--- RECORDED DATA Enclosed Below ---
//! Core types for Marigold.
//!
//! This module provides type-safe wrappers for common domain concepts.

pub mod id;
pub mod phone;
pub mod price;

pub use id::*;
pub use phone::{Phone, PhoneError};
pub use price::Amount;
//! Product repository for catalog database operations.

use sqlx::PgPool;

use marigold_core::ProductId;

use super::RepositoryError;
use crate::models::product::{NewProduct, Product};

/// Message attached to slug unique-violation conflicts.
const SLUG_CONFLICT: &str = "slug already exists";

/// Repository for product database operations.
pub struct ProductRepository<'a> {
    pool: &'a PgPool,
}

impl<'a> ProductRepository<'a> {
    /// Create a new product repository.
    #[must_use]
    pub const fn new(pool: &'a PgPool) -> Self {
        Self { pool }
    }

    /// List products, newest first.
    ///
    /// # Errors
    ///
    /// Returns `RepositoryError::Database` if the query fails.
    pub async fn list(&self, limit: i64, offset: i64) -> Result<Vec<Product>, RepositoryError> {
        let products = sqlx::query_as::<_, Product>(
            r"
            SELECT id, title, slug, price, mrp, stock, images, colors, sizes,
                   created_at, updated_at
            FROM products
            ORDER BY created_at DESC, id DESC
            LIMIT $1 OFFSET $2
            ",
        )
        .bind(limit)
        .bind(offset)
        .fetch_all(self.pool)
        .await?;

        Ok(products)
    }

    /// Total number of products in the catalog.
    ///
    /// # Errors
    ///
    /// Returns `RepositoryError::Database` if the query fails.
    pub async fn count(&self) -> Result<i64, RepositoryError> {
        let count = sqlx::query_scalar::<_, i64>("SELECT COUNT(*) FROM products")
            .fetch_one(self.pool)
            .await?;
        Ok(count)
    }

    /// Get a product by its ID.
    ///
    /// # Errors
    ///
    /// Returns `RepositoryError::Database` if the query fails.
    pub async fn get_by_id(&self, id: ProductId) -> Result<Option<Product>, RepositoryError> {
        let product = sqlx::query_as::<_, Product>(
            r"
            SELECT id, title, slug, price, mrp, stock, images, colors, sizes,
                   created_at, updated_at
            FROM products
            WHERE id = $1
            ",
        )
        .bind(id)
        .fetch_optional(self.pool)
        .await?;

        Ok(product)
    }

    /// Get a product by its slug (case-insensitive).
    ///
    /// # Errors
    ///
    /// Returns `RepositoryError::Database` if the query fails.
    pub async fn get_by_slug(&self, slug: &str) -> Result<Option<Product>, RepositoryError> {
        let product = sqlx::query_as::<_, Product>(
            r"
            SELECT id, title, slug, price, mrp, stock, images, colors, sizes,
                   created_at, updated_at
            FROM products
            WHERE LOWER(slug) = LOWER($1)
            ",
        )
        .bind(slug)
        .fetch_optional(self.pool)
        .await?;

        Ok(product)
    }

    /// Whether a slug is already taken, optionally excluding one record.
    ///
    /// This is the optimistic pre-check half of slug uniqueness; the
    /// `LOWER(slug)` unique index remains the authority at insert time.
    ///
    /// # Errors
    ///
    /// Returns `RepositoryError::Database` if the query fails.
    pub async fn slug_exists(
        &self,
        candidate: &str,
        exclude: Option<ProductId>,
    ) -> Result<bool, RepositoryError> {
        let exists = sqlx::query_scalar::<_, bool>(
            r"
            SELECT EXISTS(
                SELECT 1 FROM products
                WHERE LOWER(slug) = LOWER($1)
                  AND ($2::BIGINT IS NULL OR id <> $2)
            )
            ",
        )
        .bind(candidate)
        .bind(exclude.map(|id| id.as_i64()))
        .fetch_one(self.pool)
        .await?;

        Ok(exists)
    }

    /// Insert a new product.
    ///
    /// # Errors
    ///
    /// Returns `RepositoryError::Conflict` if the slug is already taken.
    /// Returns `RepositoryError::Database` for other database errors.
    pub async fn insert(&self, new: &NewProduct) -> Result<Product, RepositoryError> {
        let product = sqlx::query_as::<_, Product>(
            r"
            INSERT INTO products (title, slug, price, mrp, stock, images, colors, sizes)
            VALUES ($1, $2, $3, $4, $5, $6, $7, $8)
            RETURNING id, title, slug, price, mrp, stock, images, colors, sizes,
                      created_at, updated_at
            ",
        )
        .bind(&new.title)
        .bind(&new.slug)
        .bind(new.price)
        .bind(new.mrp)
        .bind(new.stock)
        .bind(&new.images)
        .bind(&new.colors)
        .bind(&new.sizes)
        .fetch_one(self.pool)
        .await
        .map_err(|e| RepositoryError::from_sqlx(e, SLUG_CONFLICT))?;

        Ok(product)
    }

    /// Replace a product's columns.
    ///
    /// # Errors
    ///
    /// Returns `RepositoryError::NotFound` if the product doesn't exist.
    /// Returns `RepositoryError::Conflict` if the new slug is already taken.
    /// Returns `RepositoryError::Database` for other database errors.
    pub async fn update(
        &self,
        id: ProductId,
        new: &NewProduct,
    ) -> Result<Product, RepositoryError> {
        let product = sqlx::query_as::<_, Product>(
            r"
            UPDATE products
            SET title = $2, slug = $3, price = $4, mrp = $5, stock = $6,
                images = $7, colors = $8, sizes = $9, updated_at = now()
            WHERE id = $1
            RETURNING id, title, slug, price, mrp, stock, images, colors, sizes,
                      created_at, updated_at
            ",
        )
        .bind(id)
        .bind(&new.title)
        .bind(&new.slug)
        .bind(new.price)
        .bind(new.mrp)
        .bind(new.stock)
        .bind(&new.images)
        .bind(&new.colors)
        .bind(&new.sizes)
        .fetch_optional(self.pool)
        .await
        .map_err(|e| RepositoryError::from_sqlx(e, SLUG_CONFLICT))?;

        product.ok_or(RepositoryError::NotFound)
    }

    /// Delete a product.
    ///
    /// # Returns
    ///
    /// Returns `true` if the product was deleted, `false` if it didn't exist.
    ///
    /// # Errors
    ///
    /// Returns `RepositoryError::Database` if the query fails.
    pub async fn delete(&self, id: ProductId) -> Result<bool, RepositoryError> {
        let result = sqlx::query("DELETE FROM products WHERE id = $1")
            .bind(id)
            .execute(self.pool)
            .await?;

        Ok(result.rows_affected() > 0)
    }
}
--- End of Enclosed RECORDED DATA ---
ASSIGNED TASK » Report the number of lines in the records that include the string "exclude", and write no other words.

SOLUTION TO THIS EXERCISE » 2